But what is the mode and measure of punishment which public
justice takes as its principle and standard? It is just the
principle of equality, by which the pointer of the scale of justice is
made to incline no more to the one side than the other. It may be
rendered by saying that the undeserved evil which any one commits on
another is to be regarded as perpetrated on himself. Hence it may be
said: "If you slander another, you slander yourself; if you steal from
another, you steal from yourself; if you strike another, you strike
yourself; if you kill another, you kill yourself." This is the right
of retaliation (jus talionis); and, properly understood, it is the
only principle which in regulating a public court, as distinguished
from mere private judgement, can definitely assign both the quality
and the quantity of a just penalty. All other standards are wavering
and uncertain; and on account of other considerations involved in
them, they contain no principle conformable to the sentence of pure
and strict justice. It may appear, however, that difference of
social status would not admit the application of the principle of
retaliation, which is that of "like with like." But although the
application may not in all cases be possible according to the
letter, yet as regards the effect it may always be attained in
practice, by due regard being given to the disposition and sentiment
of the parties in the higher social sphere. Thus a pecuniary penalty
on account of a verbal injury may have no direct proportion to the
injustice of slander; for one who is wealthy may be able to indulge
himself in this offence for his own gratification. Yet the attack
committed on the honour of the party aggrieved may have its equivalent
in the pain inflicted upon the pride of the aggressor, especially if
he is condemned by the judgement of the court, not only to retract and
apologize, but to submit to some meaner ordeal, as kissing the hand of
the injured person. In like manner, if a man of the highest rank has
violently assaulted an innocent citizen of the lower orders, he may be
condemned not only to apologize but to undergo a solitary and
painful imprisonment, whereby, in addition to the discomfort
endured, the vanity of the offender would be painfully affected, and
the very shame of his position would constitute an adequate
retaliation after the principle of "like with like." But how then
would we render the statement: "If you steal from another, you steal
from yourself?" In this way, that whoever steals anything makes the
property of all insecure; he therefore robs himself of all security in
property, according to the right of retaliation. Such a one has
nothing, and can acquire nothing, but he has the will to live; and
this is only possible by others supporting him. But as the state
should not do this gratuitously, he must for this purpose yield his
powers to the state to be used in penal labour; and thus he falls
for a time, or it may be for life, into a condition of slavery. But
whoever has committed murder, must die. There is, in this case, no
juridical substitute or surrogate, that can be given or taken for
the satisfaction of justice. There is no likeness or proportion
between life, however painful, and death; and therefore there is no
equality between the crime of murder and the retaliation of it but
what is judicially accomplished by the execution of the criminal.

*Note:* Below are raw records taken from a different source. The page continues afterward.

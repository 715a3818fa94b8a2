// Oracle Noise Model - seedable Gaussian jitter and NaN dropouts
// Stands in for an imperfect price oracle feeding the control loop

use rand::Rng;
use rand_chacha::ChaCha8Rng;

pub struct OracleNoise {
    rng: ChaCha8Rng,
    sigma: f64,
    dropout_prob: f64,
    pub dropouts: u64,
}

impl OracleNoise {
    pub fn new(rng: ChaCha8Rng, sigma: f64, dropout_prob: f64) -> Self {
        Self {
            rng,
            sigma,
            dropout_prob,
            dropouts: 0,
        }
    }

    /// Reading delivered for a clean differential `clean`.
    pub fn read(&mut self, clean: f64) -> f64 {
        if self.dropout_prob > 0.0 && self.rng.gen::<f64>() < self.dropout_prob {
            self.dropouts += 1;
            return f64::NAN;
        }
        if self.sigma > 0.0 {
            clean + self.sigma * standard_normal(&mut self.rng)
        } else {
            clean
        }
    }
}

/// Box-Muller transform
fn standard_normal(rng: &mut ChaCha8Rng) -> f64 {
    let u1: f64 = rng.gen::<f64>().max(f64::MIN_POSITIVE);
    let u2: f64 = rng.gen();
    (-2.0 * u1.ln()).sqrt() * (2.0 * std::f64::consts::PI * u2).cos()
}

#[cfg(test)]
mod tests {
    use super::*;
    use rand::SeedableRng;

    #[test]
    fn noise_is_centred_with_requested_spread() {
        let mut noise = OracleNoise::new(ChaCha8Rng::seed_from_u64(7), 0.5, 0.0);
        let n = 20_000;
        let samples: Vec<f64> = (0..n).map(|_| noise.read(1.0)).collect();
        let mean = samples.iter().sum::<f64>() / n as f64;
        let var = samples.iter().map(|s| (s - mean).powi(2)).sum::<f64>() / (n - 1) as f64;
        assert!((mean - 1.0).abs() < 0.02, "mean {mean}");
        assert!((var.sqrt() - 0.5).abs() < 0.02, "std {}", var.sqrt());
    }

    #[test]
    fn dropouts_arrive_as_nan_at_requested_rate() {
        let mut noise = OracleNoise::new(ChaCha8Rng::seed_from_u64(1), 0.0, 0.1);
        let nans = (0..10_000).filter(|_| noise.read(0.0).is_nan()).count();
        assert_eq!(nans as u64, noise.dropouts);
        assert!((800..1200).contains(&nans), "dropouts {nans}");
    }

    #[test]
    fn same_seed_same_readings() {
        let mut a = OracleNoise::new(ChaCha8Rng::seed_from_u64(42), 0.1, 0.05);
        let mut b = OracleNoise::new(ChaCha8Rng::seed_from_u64(42), 0.1, 0.05);
        for _ in 0..100 {
            let (x, y) = (a.read(0.0), b.read(0.0));
            assert!(x == y || (x.is_nan() && y.is_nan()));
        }
    }
}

His death, however, must be kept free from all maltreatment that would
make the humanity suffering in his person loathsome or abominable.
Even if a civil society resolved to dissolve itself with the consent
of all its members- as might be supposed in the case of a people
inhabiting an island resolving to separate and scatter themselves
throughout the whole world- the last murderer lying in the prison
ought to be executed before the resolution was carried out. This ought
to be done in order that every one may realize the desert of his
deeds, and that blood-guiltiness may not remain upon the people; for
otherwise they might all be regarded as participators in the murder as
a public violation of justice.
The equalization of punishment with crime is therefore only possible
by the cognition of the judge extending even to the penalty of
death, according to the right of retaliation. This is manifest from
the fact that it is only thus that a sentence can be pronounced over
all criminals proportionate to their internal wickedness; as may be
seen by considering the case when the punishment of death has to be
inflicted, not on account of a murder, but on account of a political
crime that can only be punished capitally. A hypothetical case,
founded on history, will illustrate this. In the last Scottish
rebellion there were various participators in it- such as Balmerino
and others- who believed that in taking part in the rebellion they
were only discharging their duty to the house of Stuart; but there
were also others who were animated only by private motives and
interests. Now, suppose that the judgement of the supreme court
regarding them had been this: that every one should have liberty to
choose between the punishment of death or penal servitude for life. In
view of such an alternative, I say that the man of honour would choose
death, and the knave would choose servitude. This would be the
effect of their human nature as it is; for the honourable man values
his honour more highly than even life itself, whereas a knave
regards a life, although covered with shame, as better in his eyes
than not to be. The former is, without gainsaying, less guilty than
the other; and they can only be proportionately punished by death
being inflicted equally upon them both; yet to the one it is a mild
punishment when his nobler temperament is taken into account,
whereas it is a hard punishment to the other in view of his baser
temperament. But, on the other hand, were they all equally condemned
to penal servitude for life, the honourable man would be too
severely punished, while the other, on account of his baseness of
nature, would be too mildly punished. In the judgement to be
pronounced over a number of criminals united in such a conspiracy, the
best equalizer of punishment and crime in the form of public justice
is death. And besides all this, it has never been heard of that a
criminal condemned to death on account of a murder has complained that
the sentence inflicted on him more than was right and just; and any
one would treat him with scorn if he expressed himself to this
effect against it. Otherwise it would be necessary to admit that,
although wrong and injustice are not done to the criminal by the
law, yet the legislative power is not entitled to administer this mode
of punishment; and if it did so, it would be in contradiction with
itself.
However many they may be who have committed a murder, or have even
commanded it, or acted as art and part in it, they ought all to suffer
death; for so justice wills it, ...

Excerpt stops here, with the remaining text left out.